Bronte Edwards and her spouse, Liz Bell, who run Rainbow Household Ranching, share these issues. Edwards and Bell are self-described “queer first-gen livestock ranchers.” They describe their farm as “carbon detrimental” and attempt to buy regionally grown hay. The prospect of Measure J worries them, particularly its proposed definition of a CAFO, which denotes amenities the place “animals … have been, are, or will likely be stabled or confined and fed or maintained for a complete of 45 days or extra in any 12-month interval.” This “45-day” rule is a part of the same definition that the EPA makes use of for CAFOs.

Different provisions within the measure — comparable to language specifying the variety of animals confined and the way waste is discharged — seem to guard farms just like the Rainbow Household Ranching from the ban. Advocates for Measure J have recognized 21 “massive CAFOs” in Sonoma County that home anyplace from 900 to 600,000 animals. A spokesperson for “Sure on Measure J” mentioned that an operation that meets the 45-day rule, however not one of the different CAFO definitions, wouldn’t be affected.

“This measure will pressure multigenerational household farmers to promote their farms. They are going to be fragmented, and they are going to be developed.”

Regardless of this, Edwards and Bell stay involved about what the measure will imply for his or her neighbors, a few of whom function amenities with over 200 head of livestock — which could render them a CAFO beneath Measure J.

“This measure will pressure multigenerational household farmers to promote their farms. They are going to be fragmented, and they are going to be developed,” Edwards mentioned.

She added that retaining farms collectively is vital for conservation, because it permits wildlife to maneuver between open areas and grazing lands.

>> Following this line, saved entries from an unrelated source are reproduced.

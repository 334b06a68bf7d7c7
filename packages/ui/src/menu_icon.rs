use dioxus::prelude::*;

use crate::icons::*;
use crate::Icon;

/// Glyph for a route's icon key.
#[component]
pub fn MenuIcon(name: String, #[props(default = 16)] size: u32) -> Element {
    match name.as_str() {
        "house" => rsx! { Icon { icon: FaHouse, width: size, height: size } },
        "school" => rsx! { Icon { icon: FaSchool, width: size, height: size } },
        "avatar" => rsx! { Icon { icon: FaUserTie, width: size, height: size } },
        "user-filled" => rsx! { Icon { icon: FaUsers, width: size, height: size } },
        "reading" => rsx! { Icon { icon: FaBookOpen, width: size, height: size } },
        "document" => rsx! { Icon { icon: FaFileLines, width: size, height: size } },
        "edit" => rsx! { Icon { icon: FaPenToSquare, width: size, height: size } },
        "pie-chart" => rsx! { Icon { icon: FaChartPie, width: size, height: size } },
        "user" => rsx! { Icon { icon: FaUser, width: size, height: size } },
        _ => rsx! { Icon { icon: FaCircle, width: size, height: size } },
    }
}
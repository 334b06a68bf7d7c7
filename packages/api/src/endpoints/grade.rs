//! Year groups under `/basic/grade`.

use serde::{Deserialize, Serialize};

use super::crud::{self, crud_endpoints, Resource};
use crate::client::ApiClient;
use crate::error::ApiError;
use crate::models::Grade;
use crate::transport::Transport;

pub struct Grades;

#[derive(Clone, Debug, Default, PartialEq, Serialize, Deserialize)]
#[serde(rename_all = "camelCase")]
pub struct GradeFilter {
    #[serde(skip_serializing_if = "Option::is_none")]
    pub grade_name: Option<String>,
    #[serde(skip_serializing_if = "Option::is_none")]
    pub school_year: Option<String>,
}

impl Resource for Grades {
    const BASE: &'static str = "/basic/grade";
    type Record = Grade;
    type Filter = GradeFilter;
}

crud_endpoints!(Grades, Grade, GradeFilter);

/// Every enabled grade, for drop-downs.
pub async fn all_active<T: Transport>(client: &ApiClient<T>) -> Result<Vec<Grade>, ApiError> {
    crud::list_at::<Grades, T>(client, "/all").await
}

pub async fn by_school_year<T: Transport>(client: &ApiClient<T>, school_year: &str) -> Result<Vec<Grade>, ApiError> {
    crud::list_at::<Grades, T>(client, &format!("/school-year/{school_year}")).await
}

#[cfg(test)]
mod tests {
    use super::*;
    use crate::client::testing::{harness, ok};
    use crate::envelope::PageQuery;
    use crate::models::RecordStatus;
    use crate::transport::Method;
    use serde_json::json;

    #[tokio::test]
    async fn test_list_sends_page_and_filter() {
        let h = harness();
        h.transport.reply(
            200,
            ok(json!({"content": [{"id": 1, "gradeName": "Grade 7", "status": 1}],
                      "totalElements": 1, "number": 1, "size": 10, "totalPages": 1})),
        );

        let filter = GradeFilter {
            school_year: Some("2024-2025".into()),
            ..GradeFilter::default()
        };
        let page = list(&h.client, &PageQuery::new(1, 500), &filter).await.unwrap();

        assert_eq!(page.records[0].grade_name, "Grade 7");
        let sent = h.transport.last();
        assert_eq!(sent.url, "/api/basic/grade/list");
        assert!(sent.query.contains(&("size".into(), "100".into())));
        assert!(sent.query.contains(&("schoolYear".into(), "2024-2025".into())));
        assert!(!sent.query.iter().any(|(k, _)| k == "gradeName"));
    }

    #[tokio::test]
    async fn test_paths_and_methods() {
        let h = harness();
        for _ in 0..5 {
            h.transport.reply(200, ok(json!([])));
        }

        all_active(&h.client).await.unwrap();
        assert_eq!(h.transport.last().url, "/api/basic/grade/all");

        by_school_year(&h.client, "2024-2025").await.unwrap();
        assert_eq!(h.transport.last().url, "/api/basic/grade/school-year/2024-2025");

        update_status(&h.client, 4, RecordStatus::Disabled).await.unwrap();
        let sent = h.transport.last();
        assert_eq!((sent.method, sent.url.as_str()), (Method::Put, "/api/basic/grade/4/status"));
        assert_eq!(sent.query, vec![("status".to_string(), "0".to_string())]);

        batch_delete(&h.client, &[1, 2]).await.unwrap();
        let sent = h.transport.last();
        assert_eq!((sent.method, sent.url.as_str()), (Method::Delete, "/api/basic/grade/batch"));
        assert_eq!(sent.body, Some(json!([1, 2])));

        delete(&h.client, 9).await.unwrap();
        assert_eq!(h.transport.last().url, "/api/basic/grade/9");
    }

    #[tokio::test]
    async fn test_batch_delete_requires_ids() {
        let h = harness();
        assert!(batch_delete(&h.client, &[]).await.is_err());
        assert!(h.transport.sent.borrow().is_empty());
    }

    #[tokio::test]
    async fn test_create_posts_record() {
        let h = harness();
        h.transport.reply(200, ok(json!({"id": 5, "gradeName": "Grade 8"})));

        let grade = Grade {
            grade_name: "Grade 8".into(),
            ..Grade::default()
        };
        let created = create(&h.client, &grade).await.unwrap();

        assert_eq!(created.audit.id, Some(5));
        let sent = h.transport.last();
        assert_eq!(sent.method, Method::Post);
        assert_eq!(sent.body.as_ref().and_then(|b| b.get("gradeName")), Some(&json!("Grade 8")));
    }
}
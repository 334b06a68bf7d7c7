use std::collections::HashMap;
use std::sync::{Arc, Mutex};

use crate::kv::KeyValueStore;

/// In-memory KeyValueStore for testing and non-browser fallback.
#[derive(Clone, Debug, Default)]
pub struct MemoryStore {
    entries: Arc<Mutex<HashMap<String, String>>>,
}

impl MemoryStore {
    pub fn new() -> Self {
        Self::default()
    }

    /// Number of stored keys.
    pub fn len(&self) -> usize {
        self.entries.lock().map(|e| e.len()).unwrap_or(0)
    }

    pub fn is_empty(&self) -> bool {
        self.len() == 0
    }
}

impl KeyValueStore for MemoryStore {
    fn get(&self, key: &str) -> Option<String> {
        self.entries.lock().ok()?.get(key).cloned()
    }

    fn set(&self, key: &str, value: &str) {
        if let Ok(mut entries) = self.entries.lock() {
            entries.insert(key.to_string(), value.to_string());
        }
    }

    fn remove(&self, key: &str) {
        if let Ok(mut entries) = self.entries.lock() {
            entries.remove(key);
        }
    }
}
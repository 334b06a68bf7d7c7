//! Small integer codes the backend uses for enumerations.
//!
//! Each enum serializes as its numeric code and carries an English label for
//! display.

use serde::{Deserialize, Serialize};

macro_rules! code_enum {
    (
        $(#[$meta:meta])*
        $name:ident {
            $($variant:ident = $code:literal => $label:literal),+ $(,)?
        }
    ) => {
        $(#[$meta])*
        #[derive(Clone, Copy, Debug, PartialEq, Eq, Hash, Serialize, Deserialize)]
        #[serde(try_from = "i32", into = "i32")]
        pub enum $name {
            $($variant),+
        }

        impl $name {
            pub const ALL: &'static [$name] = &[$($name::$variant),+];

            pub fn code(self) -> i32 {
                match self {
                    $($name::$variant => $code),+
                }
            }

            pub fn label(self) -> &'static str {
                match self {
                    $($name::$variant => $label),+
                }
            }
        }

        impl From<$name> for i32 {
            fn from(value: $name) -> i32 {
                value.code()
            }
        }

        impl TryFrom<i32> for $name {
            type Error = String;

            fn try_from(code: i32) -> Result<Self, Self::Error> {
                match code {
                    $($code => Ok($name::$variant),)+
                    other => Err(format!("unknown {} code {}", stringify!($name), other)),
                }
            }
        }

        impl std::fmt::Display for $name {
            fn fmt(&self, f: &mut std::fmt::Formatter<'_>) -> std::fmt::Result {
                f.write_str(self.label())
            }
        }
    };
}

code_enum! {
    /// Enabled/disabled flag shared by every basic-data record.
    RecordStatus {
        Disabled = 0 => "Disabled",
        Enabled = 1 => "Enabled",
    }
}

impl Default for RecordStatus {
    fn default() -> Self {
        RecordStatus::Enabled
    }
}

impl RecordStatus {
    pub fn is_enabled(self) -> bool {
        self == RecordStatus::Enabled
    }

    pub fn toggled(self) -> Self {
        match self {
            RecordStatus::Enabled => RecordStatus::Disabled,
            RecordStatus::Disabled => RecordStatus::Enabled,
        }
    }
}

code_enum! {
    /// School stage a grade or course belongs to.
    Stage {
        Primary = 1 => "Primary",
        Junior = 2 => "Junior high",
        Senior = 3 => "Senior high",
    }
}

code_enum! {
    Gender {
        Female = 0 => "Female",
        Male = 1 => "Male",
    }
}

code_enum! {
    CourseType {
        Main = 1 => "Main subject",
        Minor = 2 => "Minor subject",
    }
}

code_enum! {
    /// How a course is marked.
    ScoreType {
        Percentage = 1 => "Out of 100",
        Graded = 2 => "Letter grade",
        OutOf120 = 3 => "Out of 120",
    }
}

code_enum! {
    ExamType {
        Monthly = 1 => "Monthly",
        Midterm = 2 => "Midterm",
        Final = 3 => "Final",
        Mock = 4 => "Mock",
        Other = 5 => "Other",
    }
}

code_enum! {
    /// Exam lifecycle. Transitions only move one step forward.
    ExamStatus {
        NotStarted = 0 => "Not started",
        InProgress = 1 => "In progress",
        Finished = 2 => "Finished",
        Published = 3 => "Published",
    }
}

impl Default for ExamStatus {
    fn default() -> Self {
        ExamStatus::NotStarted
    }
}

impl ExamStatus {
    /// The only status this one may move to, if any.
    pub fn next(self) -> Option<ExamStatus> {
        match self {
            ExamStatus::NotStarted => Some(ExamStatus::InProgress),
            ExamStatus::InProgress => Some(ExamStatus::Finished),
            ExamStatus::Finished => Some(ExamStatus::Published),
            ExamStatus::Published => None,
        }
    }

    pub fn can_transition_to(self, target: ExamStatus) -> bool {
        self.next() == Some(target)
    }

    pub fn is_terminal(self) -> bool {
        self.next().is_none()
    }

    /// Scores may only be entered while the exam is running or just finished.
    pub fn accepts_scores(self) -> bool {
        matches!(self, ExamStatus::InProgress | ExamStatus::Finished)
    }
}

#[cfg(test)]
mod tests {
    use super::*;

    #[test]
    fn test_codes_round_trip_through_json() {
        assert_eq!(serde_json::to_string(&Stage::Junior).unwrap(), "2");
        let stage: Stage = serde_json::from_str("3").unwrap();
        assert_eq!(stage, Stage::Senior);
        assert!(serde_json::from_str::<Stage>("7").is_err());
    }

    #[test]
    fn test_labels_and_all() {
        assert_eq!(ExamType::ALL.len(), 5);
        assert_eq!(ExamType::Final.to_string(), "Final");
        assert_eq!(Gender::try_from(0), Ok(Gender::Female));
    }

    #[test]
    fn test_record_status_toggle() {
        assert_eq!(RecordStatus::default(), RecordStatus::Enabled);
        assert_eq!(RecordStatus::Enabled.toggled(), RecordStatus::Disabled);
        assert!(!RecordStatus::Disabled.is_enabled());
    }

    #[test]
    fn test_exam_status_moves_one_step_forward() {
        assert!(ExamStatus::NotStarted.can_transition_to(ExamStatus::InProgress));
        assert!(!ExamStatus::NotStarted.can_transition_to(ExamStatus::Finished));
        assert!(!ExamStatus::Finished.can_transition_to(ExamStatus::InProgress));
        assert!(ExamStatus::Finished.can_transition_to(ExamStatus::Published));
        assert!(ExamStatus::Published.is_terminal());
        assert!(ExamStatus::InProgress.accepts_scores());
        assert!(!ExamStatus::Published.accepts_scores());
    }
}
//! # Browser `localStorage` store
//!
//! [`LocalStore`] is the [`KeyValueStore`] used on the **web platform**. It is a
//! zero-size handle that looks up `window.localStorage` on every call; the
//! browser keeps the storage object alive, so there is nothing to cache.
//!
//! Private-mode browsers and sandboxed iframes may deny storage access. In that
//! case reads return `None` and writes are dropped with a warning, and the
//! session simply does not survive a reload.

use web_sys::Storage;

use crate::kv::KeyValueStore;

/// `window.localStorage`-backed KeyValueStore for the web platform.
#[derive(Clone, Copy, Debug, Default)]
pub struct LocalStore;

impl LocalStore {
    pub fn new() -> Self {
        Self
    }

    fn storage() -> Option<Storage> {
        web_sys::window()?.local_storage().ok()?
    }
}

impl KeyValueStore for LocalStore {
    fn get(&self, key: &str) -> Option<String> {
        Self::storage()?.get_item(key).ok()?
    }

    fn set(&self, key: &str, value: &str) {
        let Some(storage) = Self::storage() else {
            tracing::warn!("localStorage unavailable, dropping {}", key);
            return;
        };
        if storage.set_item(key, value).is_err() {
            tracing::warn!("localStorage rejected write for {}", key);
        }
    }

    fn remove(&self, key: &str) {
        if let Some(storage) = Self::storage() {
            let _ = storage.remove_item(key);
        }
    }
}
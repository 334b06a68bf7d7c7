//! UI callbacks the client fires from its interceptors and auth flows.

/// Severity of a transient notification.
#[derive(Clone, Copy, Debug, PartialEq, Eq)]
pub enum NoticeLevel {
    Info,
    Success,
    Warning,
    Error,
}

#[derive(Clone, Debug, PartialEq, Eq)]
pub struct Notice {
    pub level: NoticeLevel,
    pub message: String,
}

impl Notice {
    pub fn new(level: NoticeLevel, message: impl Into<String>) -> Self {
        Self {
            level,
            message: message.into(),
        }
    }

    pub fn success(message: impl Into<String>) -> Self {
        Self::new(NoticeLevel::Success, message)
    }

    pub fn warning(message: impl Into<String>) -> Self {
        Self::new(NoticeLevel::Warning, message)
    }

    pub fn error(message: impl Into<String>) -> Self {
        Self::new(NoticeLevel::Error, message)
    }
}

/// Surface the client talks back to: toasts and navigation.
pub trait ClientHooks {
    fn notify(&self, notice: Notice);
    fn redirect(&self, path: &str);
}

/// Hooks that only log. Used when no UI is attached.
#[derive(Clone, Copy, Debug, Default)]
pub struct TracingHooks;

impl ClientHooks for TracingHooks {
    fn notify(&self, notice: Notice) {
        match notice.level {
            NoticeLevel::Error => tracing::error!("{}", notice.message),
            NoticeLevel::Warning => tracing::warn!("{}", notice.message),
            NoticeLevel::Info | NoticeLevel::Success => tracing::info!("{}", notice.message),
        }
    }

    fn redirect(&self, path: &str) {
        tracing::debug!("redirect to {} ignored (no router attached)", path);
    }
}
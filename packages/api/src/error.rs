//! # Error taxonomy
//!
//! Failures come from two layers and end up in one enum:
//!
//! - **transport**: the request never produced an HTTP response
//!   ([`ApiError::Timeout`], [`ApiError::Network`]) or produced a non-2xx
//!   status ([`ApiError::Http`], or the auth variants for 401/403);
//! - **business**: a 2xx response whose envelope `code` is not 200
//!   ([`ApiError::Business`], or the auth variants for 401/403).
//!
//! Each variant already carries the text shown to the user; see
//! [`crate::classify`] for how it is chosen.

use thiserror::Error;

use crate::classify::messages;

#[derive(Debug, Clone, PartialEq, Error)]
pub enum ApiError {
    #[error("request timed out")]
    Timeout,

    #[error("network unreachable: {0}")]
    Network(String),

    #[error("HTTP {status}: {message}")]
    Http { status: u16, message: String },

    #[error("unauthorized: {message}")]
    Unauthorized { message: String },

    #[error("forbidden: {message}")]
    Forbidden { message: String },

    #[error("business error {code}: {message}")]
    Business { code: i64, message: String },

    #[error("invalid response body: {0}")]
    Decode(String),

    #[error("response carried no data")]
    MissingData,

    #[error("invalid request: {0}")]
    InvalidRequest(String),
}

impl ApiError {
    /// Text for the transient notification raised by the client.
    pub fn user_message(&self) -> String {
        match self {
            ApiError::Timeout => messages::TIMEOUT.to_string(),
            ApiError::Network(_) => messages::NETWORK.to_string(),
            ApiError::Http { message, .. } => message.clone(),
            ApiError::Unauthorized { .. } => messages::SESSION_EXPIRED.to_string(),
            ApiError::Forbidden { .. } => messages::FORBIDDEN.to_string(),
            ApiError::Business { message, .. } => message.clone(),
            ApiError::Decode(_) | ApiError::InvalidRequest(_) => messages::REQUEST_FAILED.to_string(),
            ApiError::MissingData => messages::OPERATION_FAILED.to_string(),
        }
    }

    /// True when the session must be dropped and the user sent to login.
    pub fn is_auth_failure(&self) -> bool {
        matches!(self, ApiError::Unauthorized { .. })
    }
}
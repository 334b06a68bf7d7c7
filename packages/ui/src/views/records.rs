//! Paged tables for the basic-data and system collections that need no more
//! than search, status toggle and delete.

use api::endpoints::crud::{self, Resource};
use api::endpoints::{class, course, role, student, teacher, user};
use api::models::{Id, Record, RecordStatus};
use api::{dates, PageQuery};
use dioxus::prelude::*;

use super::common::{confirm, LoadFailed, Pager, SearchBar, StatusTag};
use crate::use_client;

#[derive(Clone, Copy, Debug, PartialEq, Eq)]
pub enum RecordKind {
    Classes,
    Students,
    Teachers,
    Courses,
    Users,
    Roles,
}

/// Columns and per-row accessors for one collection.
struct TableLayout<R: 'static> {
    columns: &'static [&'static str],
    cells: fn(&R) -> Vec<String>,
    status: fn(&R) -> RecordStatus,
}

fn opt<T: ToString>(value: &Option<T>) -> String {
    value.as_ref().map(T::to_string).unwrap_or_default()
}

#[component]
pub fn RecordTableView(kind: RecordKind) -> Element {
    match kind {
        RecordKind::Classes => record_table::<class::Classes>(TableLayout {
            columns: &["Code", "Name", "Grade", "Students"],
            cells: |c| {
                vec![
                    c.class_code.clone(),
                    c.class_name.clone(),
                    opt(&c.grade_id),
                    c.student_count.to_string(),
                ]
            },
            status: |c| c.status,
        }),
        RecordKind::Students => record_table::<student::Students>(TableLayout {
            columns: &["Code", "Name", "Gender", "Age", "Class", "Guardian phone"],
            cells: |s| {
                vec![
                    s.student_code.clone(),
                    s.student_name.clone(),
                    opt(&s.gender),
                    s.birth_date
                        .map(|b| dates::calculate_age(b, dates::today()).to_string())
                        .unwrap_or_default(),
                    opt(&s.class_id),
                    opt(&s.guardian_phone),
                ]
            },
            status: |s| s.status,
        }),
        RecordKind::Teachers => record_table::<teacher::Teachers>(TableLayout {
            columns: &["Code", "Name", "Gender", "Phone", "Position", "Hired"],
            cells: |t| {
                vec![
                    t.teacher_code.clone(),
                    t.teacher_name.clone(),
                    opt(&t.gender),
                    opt(&t.phone),
                    opt(&t.position),
                    opt(&t.hire_date),
                ]
            },
            status: |t| t.status,
        }),
        RecordKind::Courses => record_table::<course::Courses>(TableLayout {
            columns: &["Code", "Name", "Stage", "Type", "Full", "Pass"],
            cells: |c| {
                vec![
                    c.course_code.clone(),
                    c.course_name.clone(),
                    opt(&c.stage),
                    opt(&c.course_type),
                    opt(&c.full_score),
                    opt(&c.pass_score),
                ]
            },
            status: |c| c.status,
        }),
        RecordKind::Users => record_table::<user::Users>(TableLayout {
            columns: &["Username", "Name", "Phone", "Roles", "Last login"],
            cells: |u| {
                vec![
                    u.username.clone(),
                    u.display_name().to_string(),
                    opt(&u.phone),
                    u.roles
                        .iter()
                        .map(|r| r.role_name.as_str())
                        .collect::<Vec<_>>()
                        .join(", "),
                    u.last_login_time
                        .as_deref()
                        .map(dates::relative_time_str)
                        .unwrap_or_default(),
                ]
            },
            status: |u| u.status,
        }),
        RecordKind::Roles => record_table::<role::Roles>(TableLayout {
            columns: &["Code", "Name", "Description"],
            cells: |r| vec![r.role_code.clone(), r.role_name.clone(), opt(&r.description)],
            status: |r| r.status,
        }),
    }
}

fn record_table<R>(layout: TableLayout<R::Record>) -> Element
where
    R: Resource + 'static,
    R::Record: Record + Clone + 'static,
    R::Filter: 'static,
{
    let client = use_client();
    let mut query = use_signal(PageQuery::default);

    let list_client = client.clone();
    let mut page = use_resource(move || {
        let client = list_client.clone();
        let query = query();
        async move { crud::list::<R, _>(&client, &query, &R::Filter::default()).await }
    });

    let toggle_client = client.clone();
    let on_toggle = use_callback(move |(id, status): (Id, RecordStatus)| {
        let client = toggle_client.clone();
        spawn(async move {
            let target = status.toggled();
            if crud::update_status::<R, _>(&client, id, i32::from(target)).await.is_ok() {
                tracing::info!("{} {} set to {}", R::BASE, id, target);
                page.restart();
            }
        });
    });

    let on_delete = use_callback(move |id: Id| {
        if !confirm("Delete this record?") {
            return;
        }
        let client = client.clone();
        spawn(async move {
            if crud::delete::<R, _>(&client, id).await.is_ok() {
                page.restart();
            }
        });
    });

    let body = match &*page.read() {
        None => rsx! { p { class: "empty", "Loading..." } },
        Some(Err(_)) => rsx! { LoadFailed {} },
        Some(Ok(result)) => {
            let rows: Vec<(Option<Id>, Vec<String>, RecordStatus)> = result
                .records
                .iter()
                .map(|r| (r.id(), (layout.cells)(r), (layout.status)(r)))
                .collect();
            let (current, pages, total) = (result.current, result.pages, result.total);
            let span = layout.columns.len() + 2;
            rsx! {
                table {
                    class: "data-table",
                    thead {
                        tr {
                            for column in layout.columns.iter() {
                                th { "{column}" }
                            }
                            th { "Status" }
                            th { "Actions" }
                        }
                    }
                    tbody {
                        if rows.is_empty() {
                            tr { td { colspan: "{span}", class: "empty", "No records" } }
                        }
                        for (i, (id, cells, status)) in rows.into_iter().enumerate() {
                            tr {
                                key: "{i}",
                                for cell in cells {
                                    td { "{cell}" }
                                }
                                td { StatusTag { status } }
                                td {
                                    if let Some(id) = id {
                                        button {
                                            class: "link-button",
                                            onclick: move |_| on_toggle.call((id, status)),
                                            if status.is_enabled() { "Disable" } else { "Enable" }
                                        }
                                        button {
                                            class: "link-button danger",
                                            onclick: move |_| on_delete.call(id),
                                            "Delete"
                                        }
                                    }
                                }
                            }
                        }
                    }
                }
                Pager {
                    current,
                    pages,
                    total,
                    on_change: move |p| query.write().page = p,
                }
            }
        }
    };

    rsx! {
        div {
            class: "record-page",
            SearchBar {
                placeholder: "Keyword",
                on_search: move |keyword: String| {
                    let mut q = query.write();
                    q.keyword = Some(keyword);
                    q.page = 1;
                },
            }
            {body}
        }
    }
}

In her day job, Edwards works with a land belief to buy growth rights and easements to maintain farms complete, preserving land for future generations.

Whatever the end result on the poll field in November, either side of the Measure J debate agree on one factor: The proposal will depart a mark on Sonoma County. In line with Clary, if Measure J passes, it might set an instance to different counties throughout the nation.

“If it loses, it’s going to have made a crack within the within the eggshell, and it’ll nonetheless have an effect,” she mentioned.

This article first appeared on High Country News and is republished right here beneath a Artistic Commons license.